Teknik Diversifikasi Anti Pusing
Strategi diversifikasi adalah salah satu elemen
penting dalam berinvestasi di saham terutama untuk mengurangi risiko kerugian, dan di blog ini kita
sudah membahas tema ‘diversifikasi’ tersebut beberapa kali, contohnya pada artikel ini, dan yang ini. Mungkin perlu penulis sampaikan sekali lagi
bahwa, kalau anda meniru strategi diversifikasi ala Warren Buffett, maka dalam
satu waktu tertentu anda bisa memegang sekitar 15 hingga 20 saham yang berbeda dalam portofolio anda. Pada tahun
1960-an, ketika masih mengelola Buffett Partnership dengan dana kelolaan
sekitar US$ 40 juta, Warren Buffett memang hanya memegang sekitar 20-an saham
di dalam portofolio-nya.
Jumlah 20 saham ala Warren ini jauh lebih sedikit
dibandingkan dengan fund manager profesional lainnya, yang bisa memegang sampai
lebih dari 100 saham yang berbeda, belum termasuk diversifikasi tambahan dengan
juga menempatkan investasi pada obligasi dan istrumen pasar uang (contohnya
deposito bank).

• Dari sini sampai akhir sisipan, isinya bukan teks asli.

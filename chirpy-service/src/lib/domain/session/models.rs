use chrono::DateTime;
use chrono::Duration;
use chrono::Utc;

use crate::domain::user::models::User;
use crate::domain::user::models::UserId;

/// Persisted refresh token row.
///
/// Only the SHA-256 digest of the token is kept; the plaintext exists solely
/// in the response handed to the client.
#[derive(Debug, Clone, PartialEq, Eq)]
pub struct RefreshTokenRecord {
    pub token_hash: String,
    pub user_id: UserId,
    pub created_at: DateTime<Utc>,
    pub expires_at: DateTime<Utc>,
    pub revoked_at: Option<DateTime<Utc>>,
}

impl RefreshTokenRecord {
    /// New, unrevoked record expiring `ttl` after `now`, capped at the latest
    /// representable instant.
    pub fn issue(token_hash: String, user_id: UserId, now: DateTime<Utc>, ttl: Duration) -> Self {
        Self {
            token_hash,
            user_id,
            created_at: now,
            expires_at: now
                .checked_add_signed(ttl)
                .unwrap_or(DateTime::<Utc>::MAX_UTC),
            revoked_at: None,
        }
    }

    /// Usable iff never revoked and not yet expired.
    pub fn is_usable(&self, now: DateTime<Utc>) -> bool {
        self.revoked_at.is_none() && now < self.expires_at
    }
}

/// Lifetimes of the two token kinds.
#[derive(Debug, Clone, Copy, PartialEq, Eq)]
pub struct TokenLifetimes {
    pub access: Duration,
    pub refresh: Duration,
}

impl Default for TokenLifetimes {
    fn default() -> Self {
        Self {
            access: Duration::hours(1),
            refresh: Duration::days(60),
        }
    }
}

/// Raw login credentials as received.
#[derive(Debug)]
pub struct LoginCommand {
    pub email: String,
    pub password: String,
}

/// Outcome of a successful login.
#[derive(Debug, Clone)]
pub struct Session {
    pub user: User,
    pub access_token: String,
    pub refresh_token: String,
}
use async_trait::async_trait;

use crate::domain::user::models::CreateUserCommand;
use crate::domain::user::models::EmailAddress;
use crate::domain::user::models::UpdateCredentialsCommand;
use crate::domain::user::models::User;
use crate::domain::user::models::UserId;
use crate::user::errors::UserError;

/// Port for user domain service operations.
#[async_trait]
pub trait UserServicePort: Send + Sync + 'static {
    /// Create new user with a hashed password.
    ///
    /// # Arguments
    /// * `command` - Validated command containing email and password
    ///
    /// # Returns
    /// Created user entity
    ///
    /// # Errors
    /// * `EmailAlreadyExists` - Email is already registered
    /// * `Password` - Password hashing failed
    /// * `DatabaseError` - Database operation failed
    async fn create_user(&self, command: CreateUserCommand) -> Result<User, UserError>;

    /// Replace the email and password of an existing user.
    ///
    /// # Arguments
    /// * `id` - Authenticated user ID
    /// * `command` - New email and plaintext password
    ///
    /// # Returns
    /// Updated user entity
    ///
    /// # Errors
    /// * `NotFound` - User does not exist
    /// * `EmailAlreadyExists` - New email is already registered
    /// * `Password` - Password hashing failed
    /// * `DatabaseError` - Database operation failed
    async fn update_credentials(
        &self,
        id: &UserId,
        command: UpdateCredentialsCommand,
    ) -> Result<User, UserError>;

    /// Mark a user as upgraded to Chirpy Red.
    ///
    /// # Errors
    /// * `NotFound` - User does not exist
    /// * `DatabaseError` - Database operation failed
    async fn upgrade_to_chirpy_red(&self, id: &UserId) -> Result<(), UserError>;

    /// Delete every user (development reset).
    ///
    /// # Returns
    /// Number of deleted users
    async fn delete_all_users(&self) -> Result<u64, UserError>;
}

/// Persistence operations for user aggregate.
#[async_trait]
pub trait UserRepository: Send + Sync + 'static {
    /// Persist new user to storage.
    ///
    /// # Errors
    /// * `EmailAlreadyExists` - Email is already registered
    /// * `DatabaseError` - Database operation failed
    async fn create(&self, user: User) -> Result<User, UserError>;

    /// Retrieve user by identifier.
    ///
    /// # Returns
    /// Optional user entity (None if not found)
    async fn find_by_id(&self, id: &UserId) -> Result<Option<User>, UserError>;

    /// Retrieve user by email address.
    ///
    /// # Returns
    /// Optional user entity (None if not found)
    async fn find_by_email(&self, email: &EmailAddress) -> Result<Option<User>, UserError>;

    /// Update existing user in storage.
    ///
    /// # Errors
    /// * `NotFound` - User does not exist
    /// * `EmailAlreadyExists` - New email is already registered
    /// * `DatabaseError` - Database operation failed
    async fn update(&self, user: User) -> Result<User, UserError>;

    /// Set the Chirpy Red flag on a user.
    ///
    /// # Errors
    /// * `NotFound` - User does not exist
    /// * `DatabaseError` - Database operation failed
    async fn set_chirpy_red(&self, id: &UserId) -> Result<(), UserError>;

    /// Remove all users.
    ///
    /// # Returns
    /// Number of removed rows
    async fn delete_all(&self) -> Result<u64, UserError>;
}
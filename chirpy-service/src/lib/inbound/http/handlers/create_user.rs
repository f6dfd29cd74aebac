use axum::extract::State;
use axum::http::StatusCode;
use axum::Json;
use serde::Deserialize;
use thiserror::Error;

use super::ApiError;
use super::ApiSuccess;
use super::UserData;
use crate::domain::user::models::CreateUserCommand;
use crate::domain::user::models::EmailAddress;
use crate::inbound::http::router::AppState;
use crate::user::errors::EmailError;

pub async fn create_user(
    State(state): State<AppState>,
    Json(body): Json<CreateUserRequest>,
) -> Result<ApiSuccess<UserData>, ApiError> {
    state
        .user_service
        .create_user(body.try_into_command()?)
        .await
        .map_err(ApiError::from)
        .map(|ref user| ApiSuccess::new(StatusCode::CREATED, user.into()))
}

/// HTTP request body for registering a user (raw JSON)
#[derive(Debug, Clone, PartialEq, Eq, Deserialize)]
pub struct CreateUserRequest {
    email: String,
    password: String,
}

#[derive(Debug, Clone, Error)]
enum ParseCreateUserRequestError {
    #[error("Invalid email: {0}")]
    Email(#[from] EmailError),
}

impl CreateUserRequest {
    fn try_into_command(self) -> Result<CreateUserCommand, ParseCreateUserRequestError> {
        let email = EmailAddress::new(self.email)?;
        Ok(CreateUserCommand::new(email, self.password))
    }
}

impl From<ParseCreateUserRequestError> for ApiError {
    fn from(err: ParseCreateUserRequestError) -> Self {
        ApiError::BadRequest(err.to_string())
    }
}
use thiserror::Error;

/// Error for ChirpId parsing failures
#[derive(Debug, Clone, Error, PartialEq, Eq)]
pub enum ChirpIdError {
    #[error("Invalid UUID format: {0}")]
    InvalidFormat(String),
}

/// Error for ChirpBody validation failures
#[derive(Debug, Clone, Error, PartialEq, Eq)]
pub enum ChirpBodyError {
    #[error("Chirp is too long")]
    TooLong { max: usize, actual: usize },
}

/// Top-level error for chirp operations
#[derive(Debug, Clone, Error)]
pub enum ChirpError {
    #[error("Invalid chirp ID: {0}")]
    InvalidChirpId(#[from] ChirpIdError),

    #[error("{0}")]
    InvalidBody(#[from] ChirpBodyError),

    #[error("Chirp not found: {0}")]
    NotFound(String),

    #[error("You don't own that chirp")]
    Forbidden,

    #[error("Database error: {0}")]
    DatabaseError(String),
}
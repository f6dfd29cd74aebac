use axum::extract::State;
use axum::http::StatusCode;
use axum::Extension;
use axum::Json;
use serde::Deserialize;

use super::ApiError;
use super::ApiSuccess;
use super::ChirpData;
use crate::domain::chirp::errors::ChirpError;
use crate::domain::chirp::models::ChirpBody;
use crate::domain::chirp::models::CreateChirpCommand;
use crate::inbound::http::middleware::AuthenticatedUser;
use crate::inbound::http::router::AppState;

/// Post a chirp as the authenticated user.
pub async fn create_chirp(
    State(state): State<AppState>,
    Extension(auth_user): Extension<AuthenticatedUser>,
    Json(body): Json<CreateChirpRequest>,
) -> Result<ApiSuccess<ChirpData>, ApiError> {
    let body = ChirpBody::new(body.body).map_err(ChirpError::from)?;

    state
        .chirp_service
        .create_chirp(CreateChirpCommand { body }, auth_user.user_id)
        .await
        .map_err(ApiError::from)
        .map(|ref chirp| ApiSuccess::new(StatusCode::CREATED, chirp.into()))
}

#[derive(Debug, Clone, PartialEq, Eq, Deserialize)]
pub struct CreateChirpRequest {
    body: String,
}
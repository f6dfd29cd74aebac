use auth::PasswordError;
use thiserror::Error;

/// Error for UserId parsing failures
#[derive(Debug, Clone, Error, PartialEq, Eq)]
pub enum UserIdError {
    #[error("Invalid UUID format: {0}")]
    InvalidFormat(String),
}

/// Error for EmailAddress validation failures
#[derive(Debug, Clone, Error, PartialEq, Eq)]
pub enum EmailError {
    #[error("Email is empty")]
    Empty,

    #[error("Invalid email format: {0}")]
    InvalidFormat(String),
}

/// Top-level error for all user-related operations
#[derive(Debug, Clone, Error)]
pub enum UserError {
    // Value object validation errors (automatically converted via #[from])
    #[error("Invalid user ID: {0}")]
    InvalidUserId(#[from] UserIdError),

    #[error("Invalid email: {0}")]
    InvalidEmail(#[from] EmailError),

    #[error("Password error: {0}")]
    Password(#[from] PasswordError),

    // Domain-level errors
    #[error("User not found: {0}")]
    NotFound(String),

    #[error("Email already exists: {0}")]
    EmailAlreadyExists(String),

    // Infrastructure errors
    #[error("Database error: {0}")]
    DatabaseError(String),
}
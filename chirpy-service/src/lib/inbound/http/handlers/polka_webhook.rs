use axum::extract::State;
use axum::http::StatusCode;
use axum::Json;
use serde::Deserialize;

use super::ApiError;
use crate::domain::user::models::UserId;
use crate::inbound::http::router::AppState;

const USER_UPGRADED: &str = "user.upgraded";

/// Billing provider callback. Only `user.upgraded` has an effect; every
/// other event is acknowledged and ignored.
pub async fn polka_webhook(
    State(state): State<AppState>,
    Json(body): Json<WebhookRequest>,
) -> Result<StatusCode, ApiError> {
    if body.event != USER_UPGRADED {
        tracing::debug!(event = %body.event, "Ignoring webhook event");
        return Ok(StatusCode::NO_CONTENT);
    }

    let user_id = UserId::from_string(&body.data.user_id)
        .map_err(|e| ApiError::BadRequest(format!("Invalid user ID: {}", e)))?;

    state.user_service.upgrade_to_chirpy_red(&user_id).await?;

    Ok(StatusCode::NO_CONTENT)
}

#[derive(Debug, Clone, PartialEq, Eq, Deserialize)]
pub struct WebhookRequest {
    event: String,
    #[serde(default)]
    data: WebhookData,
}

#[derive(Debug, Clone, Default, PartialEq, Eq, Deserialize)]
pub struct WebhookData {
    #[serde(default)]
    user_id: String,
}
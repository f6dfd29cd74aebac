use std::sync::Arc;

use async_trait::async_trait;
use auth::refresh;
use auth::AuthenticationError;
use auth::Authenticator;
use chrono::Duration;
use chrono::Utc;

use crate::domain::session::errors::SessionError;
use crate::domain::session::models::LoginCommand;
use crate::domain::session::models::RefreshTokenRecord;
use crate::domain::session::models::Session;
use crate::domain::session::models::TokenLifetimes;
use crate::domain::session::ports::RefreshTokenRepository;
use crate::domain::session::ports::SessionServicePort;
use crate::domain::user::models::EmailAddress;
use crate::domain::user::models::UserId;
use crate::user::ports::UserRepository;

/// Session service: login, refresh, and revocation.
///
/// Access tokens are stateless; refresh tokens live in the
/// `RefreshTokenRepository`, keyed by their digest.
pub struct SessionService<UR, RR>
where
    UR: UserRepository,
    RR: RefreshTokenRepository,
{
    users: Arc<UR>,
    refresh_tokens: Arc<RR>,
    authenticator: Arc<Authenticator>,
    lifetimes: TokenLifetimes,
}

impl<UR, RR> SessionService<UR, RR>
where
    UR: UserRepository,
    RR: RefreshTokenRepository,
{
    /// Create a new session service.
    ///
    /// # Arguments
    /// * `users` - User lookup for credential checks
    /// * `refresh_tokens` - Refresh token persistence
    /// * `authenticator` - Holder of the signing secret
    /// * `lifetimes` - Access and refresh token lifetimes
    pub fn new(
        users: Arc<UR>,
        refresh_tokens: Arc<RR>,
        authenticator: Arc<Authenticator>,
        lifetimes: TokenLifetimes,
    ) -> Self {
        Self {
            users,
            refresh_tokens,
            authenticator,
            lifetimes,
        }
    }

    /// Generate a refresh token for `user_id`, store it, and return it.
    ///
    /// A rejected write is surfaced as-is; a fresh value is never retried.
    ///
    /// # Errors
    /// * `Storage` - Persistence rejected the write
    pub async fn issue_refresh_token(
        &self,
        user_id: UserId,
        ttl: Duration,
    ) -> Result<String, SessionError> {
        let token = refresh::generate();
        let record = RefreshTokenRecord::issue(refresh::digest(&token), user_id, Utc::now(), ttl);
        let expires_at = record.expires_at;

        self.refresh_tokens.insert(record).await?;
        tracing::debug!(user_id = %user_id, %expires_at, "Refresh token stored");

        Ok(token)
    }

    /// Owner of a usable refresh token.
    ///
    /// # Errors
    /// * `RefreshTokenNotFound` - Token unknown, revoked, or expired
    /// * `Storage` - Lookup failed
    pub async fn resolve_user(&self, refresh_token: &str) -> Result<UserId, SessionError> {
        self.refresh_tokens
            .find_user_id_by_valid_token(&refresh::digest(refresh_token))
            .await?
            .ok_or(SessionError::RefreshTokenNotFound)
    }
}

#[async_trait]
impl<UR, RR> SessionServicePort for SessionService<UR, RR>
where
    UR: UserRepository,
    RR: RefreshTokenRepository,
{
    async fn login(&self, command: LoginCommand) -> Result<Session, SessionError> {
        let email =
            EmailAddress::new(command.email).map_err(|_| SessionError::InvalidCredentials)?;

        let user = self
            .users
            .find_by_email(&email)
            .await?
            .ok_or(SessionError::InvalidCredentials)?;

        let result = self
            .authenticator
            .authenticate(
                &command.password,
                &user.password_hash,
                user.id.0,
                self.lifetimes.access,
            )
            .map_err(|e| match e {
                AuthenticationError::InvalidCredentials => SessionError::InvalidCredentials,
                AuthenticationError::PasswordError(err) => SessionError::Password(err),
                AuthenticationError::JwtError(err) => SessionError::Token(err),
            })?;

        let refresh_token = self
            .issue_refresh_token(user.id, self.lifetimes.refresh)
            .await?;
        tracing::info!(user_id = %user.id, "User logged in");

        Ok(Session {
            user,
            access_token: result.access_token,
            refresh_token,
        })
    }

    async fn refresh(&self, refresh_token: &str) -> Result<String, SessionError> {
        let user_id = self.resolve_user(refresh_token).await?;

        let access_token = self
            .authenticator
            .issue_access_token(user_id.0, self.lifetimes.access)?;
        tracing::debug!(user_id = %user_id, "Access token refreshed");

        Ok(access_token)
    }

    async fn revoke(&self, refresh_token: &str) -> Result<(), SessionError> {
        let rows = self
            .refresh_tokens
            .revoke(&refresh::digest(refresh_token))
            .await?;

        if rows == 0 {
            tracing::debug!("Revocation matched no refresh token");
        } else {
            tracing::info!("Refresh token revoked");
        }

        Ok(())
    }
}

Sementara Mr. Buffett, tidak hanya dia hanya menempatkan dana
kelolaannya hanya pada 20 saham, tapi juga dia sepertinya tidak pernah
menempatkan investasi pada obligasi, dan sangat jarang memegang uang
tunai/deposito kecuali dalam jumlah yang sedikit. Karena itulah, Warren Buffett
dikenal sebagai investor saham yang anti
diversifikasi. Jika melihat komposisi portofolio Berkshire Hathaway pada
saat ini yang berisi lebih dari 100 saham/perusahaan yang berbeda, maka itu
bukan karena Mr. Buffett sudah mengubah strategi diversifikasinya. Melainkan
karena, dengan jumlah dana kelolaan Berkshire yang sudah amat sangat besar
(nilai total aset Berkshire pada akhir tahun 2014 tercatat US$ 526 milyar), maka adalah mustahil jika dana sebesar itu bisa
ditempatkan hanya pada beberapa saham saja. Let say, kalau Buffett tertarik
untuk mengakuisisi 100% saham dari perusahaan terbesar di Indonesia, yakni Astra
International (ASII), maka dia hanya perlu mengeluarkan dana sekitar US$ 25
milyar saja, atau nggak sampai 5% dari nilai aset Berkshire secara keseluruhan.
However, meski Buffett dikatakan sebagai investor
yang anti diversifikasi, namun itu bukan berarti dia sama sekali tidak
menerapkan diversifikasi tersebut. Karena seperti yang disebut diatas, dia
tetap menempatkan investasinya pada sekitar 20-an saham yang berbeda. Investor
paling terkenal di Indonesia, Bapak Lo Kheng Hong, juga terbiasa untuk menempatkan
investasinya pada 20 – 30 saham yang berbeda.
Nah, berdasarkan pengalaman penulis dalam
memberikan advice kepada teman-teman
sesama investor, biasanya mereka mengeluh bahwa jangankan 20 saham, megang 10
saham saja mereka sudah pusing. Mereka biasanya bilang begini, ‘Pak Teguh, gak
usah kasih saya banyak rekomendasi. Cukup satu atau dua saja, tapi yang bagus!’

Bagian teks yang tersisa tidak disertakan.